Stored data
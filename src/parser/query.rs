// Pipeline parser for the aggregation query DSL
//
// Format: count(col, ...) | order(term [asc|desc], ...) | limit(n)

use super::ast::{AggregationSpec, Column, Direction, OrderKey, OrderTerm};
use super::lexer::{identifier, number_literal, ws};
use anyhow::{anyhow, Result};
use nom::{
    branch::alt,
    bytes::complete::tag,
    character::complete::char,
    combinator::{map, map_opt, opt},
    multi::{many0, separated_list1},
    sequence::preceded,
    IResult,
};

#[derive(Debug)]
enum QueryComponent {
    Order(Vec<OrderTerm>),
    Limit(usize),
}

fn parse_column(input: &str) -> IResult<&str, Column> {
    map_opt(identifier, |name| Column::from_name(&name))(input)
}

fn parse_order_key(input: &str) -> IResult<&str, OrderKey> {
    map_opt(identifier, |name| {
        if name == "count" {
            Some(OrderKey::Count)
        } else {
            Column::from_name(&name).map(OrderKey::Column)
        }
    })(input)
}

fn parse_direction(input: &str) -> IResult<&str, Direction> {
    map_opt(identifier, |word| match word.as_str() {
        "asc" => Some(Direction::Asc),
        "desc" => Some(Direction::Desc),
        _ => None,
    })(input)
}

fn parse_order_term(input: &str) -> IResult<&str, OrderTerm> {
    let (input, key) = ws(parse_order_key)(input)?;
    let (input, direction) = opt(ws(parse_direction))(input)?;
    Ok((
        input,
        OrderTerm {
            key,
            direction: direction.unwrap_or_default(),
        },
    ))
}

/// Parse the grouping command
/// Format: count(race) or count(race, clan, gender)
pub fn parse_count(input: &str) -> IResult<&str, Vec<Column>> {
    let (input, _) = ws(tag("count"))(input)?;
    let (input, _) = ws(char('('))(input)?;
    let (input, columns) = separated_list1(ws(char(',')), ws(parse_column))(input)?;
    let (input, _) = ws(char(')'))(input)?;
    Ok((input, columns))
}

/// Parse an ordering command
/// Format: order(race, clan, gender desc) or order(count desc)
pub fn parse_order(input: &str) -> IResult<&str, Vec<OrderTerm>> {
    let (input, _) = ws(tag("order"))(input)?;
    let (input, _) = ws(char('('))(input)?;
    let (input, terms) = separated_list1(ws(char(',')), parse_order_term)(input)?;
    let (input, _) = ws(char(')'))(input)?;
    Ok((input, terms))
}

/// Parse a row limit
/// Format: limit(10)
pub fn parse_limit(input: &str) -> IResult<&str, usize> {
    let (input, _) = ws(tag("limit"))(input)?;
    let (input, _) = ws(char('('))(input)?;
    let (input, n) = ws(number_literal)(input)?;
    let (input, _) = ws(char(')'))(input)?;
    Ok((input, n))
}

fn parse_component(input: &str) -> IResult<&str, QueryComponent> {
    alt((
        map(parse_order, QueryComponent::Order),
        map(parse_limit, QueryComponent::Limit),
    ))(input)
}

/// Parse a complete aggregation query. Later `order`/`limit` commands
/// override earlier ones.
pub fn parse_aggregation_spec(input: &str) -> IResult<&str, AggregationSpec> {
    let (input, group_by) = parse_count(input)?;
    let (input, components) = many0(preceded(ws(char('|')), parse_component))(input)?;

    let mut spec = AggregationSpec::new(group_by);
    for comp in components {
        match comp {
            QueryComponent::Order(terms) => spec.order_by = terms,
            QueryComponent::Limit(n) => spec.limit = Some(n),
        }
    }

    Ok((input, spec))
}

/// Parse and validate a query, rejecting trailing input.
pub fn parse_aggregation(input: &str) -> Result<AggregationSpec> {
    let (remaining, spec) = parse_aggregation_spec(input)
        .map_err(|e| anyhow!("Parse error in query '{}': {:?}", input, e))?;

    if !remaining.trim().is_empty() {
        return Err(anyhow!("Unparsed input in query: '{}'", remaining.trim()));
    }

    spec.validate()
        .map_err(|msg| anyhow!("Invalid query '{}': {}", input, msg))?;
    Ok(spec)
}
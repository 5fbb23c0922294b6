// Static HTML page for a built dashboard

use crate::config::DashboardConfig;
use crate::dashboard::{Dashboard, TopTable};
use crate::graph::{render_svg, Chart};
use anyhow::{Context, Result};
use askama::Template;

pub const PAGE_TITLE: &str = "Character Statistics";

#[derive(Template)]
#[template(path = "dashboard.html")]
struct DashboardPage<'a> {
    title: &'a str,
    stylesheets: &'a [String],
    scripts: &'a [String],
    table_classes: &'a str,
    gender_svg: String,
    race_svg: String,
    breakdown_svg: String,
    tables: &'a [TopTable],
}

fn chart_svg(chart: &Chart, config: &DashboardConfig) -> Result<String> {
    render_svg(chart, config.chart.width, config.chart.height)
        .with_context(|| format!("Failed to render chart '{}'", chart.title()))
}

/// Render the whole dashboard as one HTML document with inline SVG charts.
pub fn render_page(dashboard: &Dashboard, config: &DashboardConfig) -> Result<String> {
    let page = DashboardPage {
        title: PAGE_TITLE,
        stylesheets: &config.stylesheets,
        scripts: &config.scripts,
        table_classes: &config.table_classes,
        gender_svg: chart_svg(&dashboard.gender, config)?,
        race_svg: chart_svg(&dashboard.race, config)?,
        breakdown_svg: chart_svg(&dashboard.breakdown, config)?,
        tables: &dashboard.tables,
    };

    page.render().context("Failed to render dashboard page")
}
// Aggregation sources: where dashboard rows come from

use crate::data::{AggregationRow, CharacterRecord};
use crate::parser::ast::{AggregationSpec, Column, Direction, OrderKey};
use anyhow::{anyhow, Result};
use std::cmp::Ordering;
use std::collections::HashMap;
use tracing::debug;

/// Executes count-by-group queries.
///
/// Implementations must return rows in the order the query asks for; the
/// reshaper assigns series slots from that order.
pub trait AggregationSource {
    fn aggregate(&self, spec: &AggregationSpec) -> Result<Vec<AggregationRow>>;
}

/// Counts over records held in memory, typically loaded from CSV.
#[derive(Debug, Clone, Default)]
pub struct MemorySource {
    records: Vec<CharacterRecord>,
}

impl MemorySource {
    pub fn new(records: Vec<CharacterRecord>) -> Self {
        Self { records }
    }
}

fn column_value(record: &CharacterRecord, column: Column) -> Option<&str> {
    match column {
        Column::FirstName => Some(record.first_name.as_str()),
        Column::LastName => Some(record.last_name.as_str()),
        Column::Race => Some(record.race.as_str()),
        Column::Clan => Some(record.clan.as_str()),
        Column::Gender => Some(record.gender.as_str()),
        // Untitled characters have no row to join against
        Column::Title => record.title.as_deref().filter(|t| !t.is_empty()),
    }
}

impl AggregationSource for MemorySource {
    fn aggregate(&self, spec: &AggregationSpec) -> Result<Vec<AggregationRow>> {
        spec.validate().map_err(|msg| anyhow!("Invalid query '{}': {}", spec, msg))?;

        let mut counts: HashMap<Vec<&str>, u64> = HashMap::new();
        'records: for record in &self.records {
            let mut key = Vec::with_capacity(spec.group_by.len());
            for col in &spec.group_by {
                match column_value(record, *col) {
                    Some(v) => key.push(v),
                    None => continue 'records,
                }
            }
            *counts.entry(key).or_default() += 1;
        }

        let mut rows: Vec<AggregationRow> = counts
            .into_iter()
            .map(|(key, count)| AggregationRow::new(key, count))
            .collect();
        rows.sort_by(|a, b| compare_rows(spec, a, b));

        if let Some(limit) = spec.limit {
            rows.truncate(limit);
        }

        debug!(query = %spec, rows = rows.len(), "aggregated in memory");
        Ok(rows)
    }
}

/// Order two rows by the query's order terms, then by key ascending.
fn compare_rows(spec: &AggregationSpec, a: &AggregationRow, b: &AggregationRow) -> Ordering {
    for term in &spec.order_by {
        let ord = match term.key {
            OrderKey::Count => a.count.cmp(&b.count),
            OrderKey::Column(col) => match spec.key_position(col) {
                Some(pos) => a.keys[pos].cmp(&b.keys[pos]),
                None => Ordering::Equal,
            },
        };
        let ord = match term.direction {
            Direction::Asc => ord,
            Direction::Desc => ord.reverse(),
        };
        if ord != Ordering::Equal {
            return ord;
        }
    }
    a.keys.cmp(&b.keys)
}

* [WHAT IS EXPECTED] Stop at the line containing "Some(OrderKey::Count)". Please print exactly every line before it from the start of the records, plus that line itself, and nothing else.

* [RESULT FOR THIS TASK]
filename src/parser/query.rs
// Pipeline parser for the aggregation query DSL
//
// Format: count(col, ...) | order(term [asc|desc], ...) | limit(n)

use super::ast::{AggregationSpec, Column, Direction, OrderKey, OrderTerm};
use super::lexer::{identifier, number_literal, ws};
use anyhow::{anyhow, Result};
use nom::{
    branch::alt,
    bytes::complete::tag,
    character::complete::char,
    combinator::{map, map_opt, opt},
    multi::{many0, separated_list1},
    sequence::preceded,
    IResult,
};

#[derive(Debug)]
enum QueryComponent {
    Order(Vec<OrderTerm>),
    Limit(usize),
}

fn parse_column(input: &str) -> IResult<&str, Column> {
    map_opt(identifier, |name| Column::from_name(&name))(input)
}

fn parse_order_key(input: &str) -> IResult<&str, OrderKey> {
    map_opt(identifier, |name| {
        if name == "count" {
            Some(OrderKey::Count)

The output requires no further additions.